Review: The Vampire’s Assistant – Darren Shan #2

The Vampire's Assistant (The Saga of Darren Shan, #2)The Vampire’s Assistant by Darren Shan

My rating: 4 of 5 stars

Darren made the difficult decision to become a half-vampire to save his best mate Steve Leopard’s life. Now, he must leave his friends and family behind as he travels cross-country with the vampire Mr Crepsley and the Cirque du Freak. The Vampire’s Assistant is not for the squeamish or faint-hearted. How long can Darren go before he must drink human blood? How safe are Darren’s new-found friends? Why don’t the mysterious, blue-hooded dwarves speak or cry out in pain? And does their master Mr Des Tiny really feed on little children? No one is safe in this gruesome, macabre tale–more a who’s-going-to-do-what than a who-dunnit.

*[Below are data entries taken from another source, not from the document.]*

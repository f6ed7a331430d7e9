//! z/OSMF CLI
//!
//! Command-line interface for datasets and jobs on a z/OSMF server

use clap::Parser;
use tracing_subscriber::EnvFilter;
use zosmf_sdk::cli::{Cli, Runner};

#[tokio::main]
async fn main() {
    let cli = Cli::parse();

    // Initialize logging
    let level = if cli.verbose {
        tracing::Level::DEBUG
    } else {
        tracing::Level::WARN
    };
    tracing_subscriber::fmt()
        .with_writer(std::io::stderr)
        .with_env_filter(EnvFilter::from_default_env().add_directive(level.into()))
        .init();

    let runner = Runner::new(cli);

    if let Err(e) = runner.run().await {
        eprintln!("Error: {e}");
        std::process::exit(1);
    }
}
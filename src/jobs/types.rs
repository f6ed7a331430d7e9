use serde::{Deserialize, Serialize};

/// A job entry returned by `/restjobs/jobs`
#[derive(Debug, Clone, PartialEq, Eq, Serialize, Deserialize)]
pub struct JobInfo {
    /// Job name
    pub jobname: String,
    /// Job ID (e.g., JOB00042)
    pub jobid: String,
}
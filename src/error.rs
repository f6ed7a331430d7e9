//! Error types for the z/OSMF SDK
//!
//! This module defines the error hierarchy for the entire SDK.
//! All public APIs return `Result<T, Error>` where Error is defined here.

use thiserror::Error;

/// The main error type for the z/OSMF SDK
#[derive(Error, Debug)]
pub enum Error {
    // ============================================================================
    // Configuration Errors
    // ============================================================================
    #[error("Missing required config field: {field}")]
    MissingRequiredField { field: String },

    #[error("Invalid format for '{field}': {message}")]
    InvalidFormat { field: String, message: String },

    #[error("Failed to open '{path}': {source}")]
    Io {
        path: String,
        #[source]
        source: std::io::Error,
    },

    #[error("Failed to decode {context}: {source}")]
    Decode {
        context: String,
        #[source]
        source: serde_json::Error,
    },

    #[error("Failed to decode config file '{path}': {source}")]
    InvalidConfigFile {
        path: String,
        #[source]
        source: serde_json::Error,
    },

    #[error("Configuration not found: {message}")]
    NotFound { message: String },

    #[error(
        "Could not load configuration from environment variables ({env}) or config files ({files})"
    )]
    ConfigurationUnavailable { env: Box<Error>, files: Box<Error> },

    // ============================================================================
    // Request Errors
    // ============================================================================
    #[error("Failed to encode request body: {0}")]
    Encode(#[source] serde_json::Error),

    #[error("Invalid URL '{url}': {message}")]
    InvalidUrl { url: String, message: String },

    #[error("HTTP request failed: {0}")]
    Network(#[from] reqwest::Error),

    #[error("HTTP {status}: {body}")]
    UnexpectedStatus { status: u16, body: String },
}

impl Error {
    /// Create a missing field error
    pub fn missing_field(field: impl Into<String>) -> Self {
        Self::MissingRequiredField {
            field: field.into(),
        }
    }

    /// Create an invalid format error
    pub fn invalid_format(field: impl Into<String>, message: impl Into<String>) -> Self {
        Self::InvalidFormat {
            field: field.into(),
            message: message.into(),
        }
    }

    /// Create an IO error bound to the path that failed
    pub fn io(path: impl Into<String>, source: std::io::Error) -> Self {
        Self::Io {
            path: path.into(),
            source,
        }
    }

    /// Create a decode error
    pub fn decode(context: impl Into<String>, source: serde_json::Error) -> Self {
        Self::Decode {
            context: context.into(),
            source,
        }
    }

    /// Create a config file decode error
    pub fn invalid_config_file(path: impl Into<String>, source: serde_json::Error) -> Self {
        Self::InvalidConfigFile {
            path: path.into(),
            source,
        }
    }

    /// Create a not found error
    pub fn not_found(message: impl Into<String>) -> Self {
        Self::NotFound {
            message: message.into(),
        }
    }

    /// Create an unexpected status error
    pub fn unexpected_status(status: u16, body: impl Into<String>) -> Self {
        Self::UnexpectedStatus {
            status,
            body: body.into(),
        }
    }

    /// True when the configuration could not be resolved
    pub fn is_configuration(&self) -> bool {
        matches!(
            self,
            Error::MissingRequiredField { .. }
                | Error::InvalidFormat { .. }
                | Error::Io { .. }
                | Error::InvalidConfigFile { .. }
                | Error::NotFound { .. }
                | Error::ConfigurationUnavailable { .. }
        )
    }

    /// True when the server could not be reached
    pub fn is_network(&self) -> bool {
        matches!(self, Error::Network(_))
    }

    /// Status code the server rejected the operation with, if any
    pub fn status(&self) -> Option<u16> {
        match self {
            Error::UnexpectedStatus { status, .. } => Some(*status),
            _ => None,
        }
    }
}

/// Result type alias for the z/OSMF SDK
pub type Result<T> = std::result::Result<T, Error>;
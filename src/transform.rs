//! テキスト変換
//!
//! スクリーンファイルに対する純粋なテキスト変換。
//! import 挿入とスタイル値の書き換えはどちらも正規表現ベースで、
//! 対象言語の構文解析は行わない。

pub mod imports;
pub mod styles;

pub use imports::ImportInsertion;
pub use styles::StyleRules;
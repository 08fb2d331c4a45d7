use crate::cli::{Cli, Command};

pub fn dispatch(cli: Cli) -> Result<(), String> {
    match cli.command {
        Command::Migrate(args) => migrate::run(args),
        Command::Status(args) => status::run(args),
    }
}

pub mod migrate;
pub mod status;
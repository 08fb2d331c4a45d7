use clap::{Parser, Subcommand};

use crate::commands::{migrate, status};

#[derive(Debug, Parser)]
#[command(name = "rsm")]
#[command(about = "Responsive Style Migrator CLI", long_about = None)]
pub struct Cli {
    #[command(subcommand)]
    pub command: Command,
}

#[derive(Debug, Subcommand)]
pub enum Command {
    /// 対象スクリーンをレスポンシブ化
    Migrate(migrate::Args),

    /// スクリーンの移行状況を表示
    Status(status::Args),
}
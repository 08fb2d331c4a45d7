mod backup;
mod cli;
mod commands;
mod config;
mod error;
mod fs;
mod migrate;
mod output;
mod transform;

use clap::Parser;

fn main() {
    let cli = cli::Cli::parse();

    if let Err(err) = commands::dispatch(cli) {
        eprintln!("{err}");
        std::process::exit(1);
    }
}
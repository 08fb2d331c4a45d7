//! バックアップ作成
//!
//! 変更前のファイルを同じディレクトリへ秒精度のタイムスタンプ付きで
//! コピーする。復元は手動（プログラムがバックアップを読み返すことはない）。

use crate::error::Result;
use crate::fs::FileSystem;
use chrono::Local;
use std::path::{Path, PathBuf};

/// バックアップファイル名のタイムスタンプ形式
const TIMESTAMP_FORMAT: &str = "%Y%m%d_%H%M%S";

/// 元ファイルを `<path>.backup.<timestamp>` へ逐語コピーする
///
/// 同一秒内の再実行では同名になり上書きされる。
pub fn create(fs: &dyn FileSystem, path: &Path) -> Result<PathBuf> {
    let timestamp = Local::now().format(TIMESTAMP_FORMAT).to_string();
    let backup = backup_path(path, &timestamp);
    fs.copy_file(path, &backup)?;
    Ok(backup)
}

/// 元パスとタイムスタンプからバックアップパスを組み立てる
pub fn backup_path(path: &Path, timestamp: &str) -> PathBuf {
    PathBuf::from(format!("{}.backup.{}", path.display(), timestamp))
}

#[cfg(test)]
#[path = "backup_test.rs"]
mod tests;
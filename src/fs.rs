//! ファイルシステム抽象化
//!
//! 移行パイプラインが使用するファイル操作の抽象化レイヤー。
//! テスト時に MockFs を注入してファイル操作をモック化できる。

use crate::error::Result;
use std::path::Path;

/// ファイルシステム操作を抽象化するトレイト
///
/// テスト時に MockFs を注入してファイル操作をモック化できる。
/// 本番コードでは RealFs を使用する。
pub trait FileSystem: Send + Sync {
    /// パスが存在するか
    fn exists(&self, path: &Path) -> bool;

    /// ファイル内容を読み込み
    fn read_to_string(&self, path: &Path) -> Result<String>;

    /// ファイルに書き込み
    ///
    /// - 親ディレクトリは自動作成
    /// - 既存ファイルは上書き
    /// - アトミック性は保証しない
    fn write(&self, path: &Path, content: &[u8]) -> Result<()>;

    /// ファイルをコピー
    ///
    /// - 宛先が存在すれば上書き
    /// - 親ディレクトリは自動作成
    fn copy_file(&self, src: &Path, dst: &Path) -> Result<()>;
}

/// 本番用ファイルシステム実装
pub struct RealFs;

impl FileSystem for RealFs {
    fn exists(&self, path: &Path) -> bool {
        path.exists()
    }

    fn read_to_string(&self, path: &Path) -> Result<String> {
        Ok(std::fs::read_to_string(path)?)
    }

    fn write(&self, path: &Path, content: &[u8]) -> Result<()> {
        if let Some(parent) = path.parent() {
            std::fs::create_dir_all(parent)?;
        }
        std::fs::write(path, content)?;
        Ok(())
    }

    fn copy_file(&self, src: &Path, dst: &Path) -> Result<()> {
        if let Some(parent) = dst.parent() {
            std::fs::create_dir_all(parent)?;
        }
        std::fs::copy(src, dst)?;
        Ok(())
    }
}

#[cfg(test)]
pub mod mock;

#[cfg(test)]
#[path = "fs_test.rs"]
mod tests;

This is the second book in The Saga of Darren Shan (A Living Nightmare is the first, otherwise known as Cirque Du Freak). I bought the first nine books in this series from a car boot sale back in March of this year (2017), partly on a whim. I had never read anything by Shan before but had heard about this series. Even with little knowledge of the series, at £6.75 for nine books I couldn’t pass them up (I have a book buying problem haha). Anyway, when I loved the first book I decided my money was well spent and made a start on the second – The Vampire’s Assistant.

I’m really glad I decided to continue with the story because Shan does not disappoint. In the previous book, Darren Shan had agreed to become a half vampire and assistant to Crepsley (a fully fledged bonafide vampire) in order to save his best friends life. Moving into the current book, and we see Darren start his journey to a vampiric life. The pair flit around quite a bit at the beginning of the book but eventually end up back where it all started – at the Cirque Du Freak. Darren begins to make friends but things, unfortunately, aren’t plain sailing from there.

As with the first book, the writing and language used is quite simple. Not simple in a bad, OMG I can’t read this kind of way but in a way that shows that the author was clearly writing for the younger audience (not that I care that I am 33 and reading books clearly not aimed at me haha). The author spends some time building a scene but doesn’t go overboard with what I sometimes think are over the top descriptions e.g. He will describe a setting, but won’t linger too much on any particular thing – how bright and green the trees are, for example. He will say they are bright, and green but won’t stoop to using too many words. I think is perfect for the younger (and older) reader.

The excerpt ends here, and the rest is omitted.